We must accept them at their word. Until conservatives can build a new party of their own, the only choice now is for the Democratic Party to make room for its conservative partners in government. It must welcome Elizabeth Cheney, Adam Kinzinger, Mitt Romney, Chris Sununu, and others still committed to Constitutional Law, regardless of the social and economic positions they hold. It would have to rise above or beyond the function of a mere political party, in order to serve as a de facto legislative body. This seems to me the only strategic choice capable of assembling a majority who believe in constitutional law and staving of authoritarianism, at least for a session or two until an alternative party for conservatives could be “spun off.”
But if it were going to rise to such an occasion, the Democratic Party would have to accept some changes, itself.
For if they are going to be the only functional party, then the Democrats can no longer cater only to their most progressive caucuses. They can’t shame those who fail purity tests, or trigger-cancel those who haven’t caught up with the latest social justice orthodoxy. They can’t even assume the supposed inevitability that progressive values will increasingly dominate the landscape. No, if the Democratic Party is going to fulfill the entire function of legislation, then it must commit to representing conservative as well as liberal interests. It must hold the center so that everyone interested in the dialectic can participate.

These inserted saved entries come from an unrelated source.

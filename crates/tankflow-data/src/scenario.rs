//! The scenario model shared by every input format.

use serde::{Deserialize, Serialize};
use tankflow_core::engine::Engine;
use tankflow_core::error::SimError;
use tankflow_core::tank::TankSpec;

use crate::format::Format;

// ---------------------------------------------------------------------------
// Errors
// ---------------------------------------------------------------------------

/// Problems with the content of a scenario, independent of where it came from.
#[derive(Debug, Clone, PartialEq, thiserror::Error)]
pub enum ScenarioError {
    #[error("empty input")]
    Empty,
    #[error("invalid header '{header}': expected '<count> <flow_rate>'")]
    InvalidHeader { header: String },
    #[error("line {line}: invalid number '{value}'")]
    InvalidNumber { line: usize, value: String },
    #[error("declared {declared} tanks but found {found}")]
    CountMismatch { declared: usize, found: usize },
    #[error("tank {index} has no flow rate and no shared flow rate is set")]
    MissingFlowRate { index: usize },
    #[error("{format} syntax error: {detail}")]
    Syntax { format: Format, detail: String },
}

// ---------------------------------------------------------------------------
// Scenario
// ---------------------------------------------------------------------------

/// An ordered list of tanks ready to simulate.
#[derive(Debug, Clone, PartialEq, Serialize, Deserialize)]
pub struct Scenario {
    pub tanks: Vec<TankSpec>,
}

impl Scenario {
    pub fn new(tanks: Vec<TankSpec>) -> Self {
        Self { tanks }
    }

    /// Every tank shares `flow_rate`.
    pub fn uniform(flow_rate: f64, capacities: &[f64]) -> Self {
        Self::new(
            capacities
                .iter()
                .map(|&capacity| TankSpec::new(capacity, flow_rate))
                .collect(),
        )
    }

    pub fn tank_specs(&self) -> &[TankSpec] {
        &self.tanks
    }

    pub fn len(&self) -> usize {
        self.tanks.len()
    }

    pub fn is_empty(&self) -> bool {
        self.tanks.is_empty()
    }

    /// Build a fresh engine for this scenario.
    pub fn engine(&self) -> Result<Engine, SimError> {
        Engine::new(self.tanks.iter().copied())
    }
}

// ---------------------------------------------------------------------------
// Structured documents
// ---------------------------------------------------------------------------

/// On-disk shape of a RON/JSON/TOML scenario.
#[derive(Debug, Clone, PartialEq, Serialize, Deserialize)]
#[serde(deny_unknown_fields)]
pub struct ScenarioFile {
    /// Flow rate for tanks that do not set their own.
    #[serde(default)]
    pub flow_rate: Option<f64>,
    /// Expected number of tanks, checked against `tanks`.
    #[serde(default)]
    pub count: Option<usize>,
    pub tanks: Vec<TankEntry>,
}

/// One tank in a structured document.
#[derive(Debug, Clone, PartialEq, Serialize, Deserialize)]
#[serde(deny_unknown_fields)]
pub struct TankEntry {
    pub capacity: f64,
    #[serde(default)]
    pub flow_rate: Option<f64>,
}

impl ScenarioFile {
    /// Resolve per-tank flow rates and check the declared count.
    pub fn resolve(self) -> Result<Scenario, ScenarioError> {
        if let Some(declared) = self.count {
            if declared != self.tanks.len() {
                return Err(ScenarioError::CountMismatch {
                    declared,
                    found: self.tanks.len(),
                });
            }
        }
        if self.tanks.is_empty() {
            return Err(ScenarioError::Empty);
        }
        let shared = self.flow_rate;
        let tanks = self
            .tanks
            .into_iter()
            .enumerate()
            .map(|(index, entry)| {
                entry
                    .flow_rate
                    .or(shared)
                    .map(|flow_rate| TankSpec::new(entry.capacity, flow_rate))
                    .ok_or(ScenarioError::MissingFlowRate { index })
            })
            .collect::<Result<Vec<_>, _>>()?;
        Ok(Scenario::new(tanks))
    }
}

/// Parse a RON, JSON, or TOML scenario document.
pub fn parse_structured(content: &str, format: Format) -> Result<Scenario, ScenarioError> {
    let syntax = |detail: String| ScenarioError::Syntax { format, detail };
    let file: ScenarioFile = match format {
        Format::Ron => ron::from_str(content).map_err(|e| syntax(e.to_string()))?,
        Format::Json => serde_json::from_str(content).map_err(|e| syntax(e.to_string()))?,
        Format::Toml => toml::from_str(content).map_err(|e| syntax(e.to_string()))?,
        Format::Plain => return Err(syntax("plain text is not a structured format".into())),
    };
    file.resolve()
}

/// Parse scenario text in any supported format.
pub fn parse_scenario(content: &str, format: Format) -> Result<Scenario, ScenarioError> {
    match format {
        Format::Plain => crate::plain::parse_plain(content),
        _ => parse_structured(content, format),
    }
}

#[cfg(test)]
mod tests {
    use super::*;

    #[test]
    fn toml_with_shared_flow_rate() {
        let content = r#"
            flow_rate = 1.0
            count = 3

            [[tanks]]
            capacity = 2.0

            [[tanks]]
            capacity = 4.0

            [[tanks]]
            capacity = 8.0
        "#;
        let scenario = parse_structured(content, Format::Toml).unwrap();
        assert_eq!(scenario, Scenario::uniform(1.0, &[2.0, 4.0, 8.0]));
    }

    #[test]
    fn json_per_tank_override() {
        let content = r#"{
            "flow_rate": 1.0,
            "tanks": [
                {"capacity": 6.0, "flow_rate": 3.0},
                {"capacity": 6.0}
            ]
        }"#;
        let scenario = parse_structured(content, Format::Json).unwrap();
        assert_eq!(
            scenario.tank_specs(),
            &[TankSpec::new(6.0, 3.0), TankSpec::new(6.0, 1.0)]
        );
    }

    #[test]
    fn ron_document() {
        let content = r#"(
            flow_rate: Some(2.0),
            tanks: [
                (capacity: 10.0),
                (capacity: 5.0, flow_rate: Some(1.0)),
            ],
        )"#;
        let scenario = parse_structured(content, Format::Ron).unwrap();
        assert_eq!(
            scenario.tank_specs(),
            &[TankSpec::new(10.0, 2.0), TankSpec::new(5.0, 1.0)]
        );
    }

    #[test]
    fn missing_flow_rate_reports_index() {
        let content = r#"{"tanks": [{"capacity": 1.0, "flow_rate": 1.0}, {"capacity": 2.0}]}"#;
        assert_eq!(
            parse_structured(content, Format::Json).unwrap_err(),
            ScenarioError::MissingFlowRate { index: 1 }
        );
    }

    #[test]
    fn declared_count_must_match() {
        let content = r#"{"flow_rate": 1.0, "count": 4, "tanks": [{"capacity": 1.0}]}"#;
        assert_eq!(
            parse_structured(content, Format::Json).unwrap_err(),
            ScenarioError::CountMismatch {
                declared: 4,
                found: 1
            }
        );
    }

    #[test]
    fn empty_tank_list_rejected() {
        let content = r#"{"flow_rate": 1.0, "tanks": []}"#;
        assert_eq!(
            parse_structured(content, Format::Json).unwrap_err(),
            ScenarioError::Empty
        );
    }

    #[test]
    fn unknown_field_is_syntax_error() {
        let content = r#"{"flow_rate": 1.0, "tanks": [], "speed": 3}"#;
        assert!(matches!(
            parse_structured(content, Format::Json),
            Err(ScenarioError::Syntax {
                format: Format::Json,
                ..
            })
        ));
    }

    #[test]
    fn scenario_builds_engine() {
        let scenario = Scenario::uniform(1.0, &[2.0, 4.0, 8.0]);
        let mut engine = scenario.engine().unwrap();
        let report = engine.run().unwrap();
        assert_eq!(report.overflow_times().to_string(), "4 4");
    }
}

Could something like this work? Even temporarily?
Perhaps the party could establish two sub-parties — a conservative democrat caucus and a liberal democrat one — who engage in the sort of debate we used to get from a two-party system. The caucuses can go back and forth until they reach compromise language on a bill. It might look something like the current debates between the Democrats and their own two dissidents — Kyrsten Sinema and Joe Manchin — except it would end in an agreement instead of an impasse. Then they would go to the real chambers of congress and vote for what they agreed on, leaving the authoritarian minority to continue arguing against representative democracy itself.
The two caucuses might eventually bifurcate into two legitimate political parties, and leave those arguing against the integrity of the republic to whatever remains of the Republican party.
But the Democrats would only have the moral authority to govern in such a fashion if they earnestly abandoned all ideologies except for the commitment to constitutional process, rule of law, and the electoral system. Yes, Mike Pence would count as a member in good standing of such a party — no matter his beliefs on race, gender, religion, abortion, inequality, or capitalism. Achieving a super-majority this way would work better than temporarily defeating authoritarianism through the suspension of the fillibuster.
The way we rise the occasion of officially sanctioned insurrection may be to embrace the democratic process at the expense of what used to be the Democratic Party. Our ability to agree on just that much may be enough to govern together again.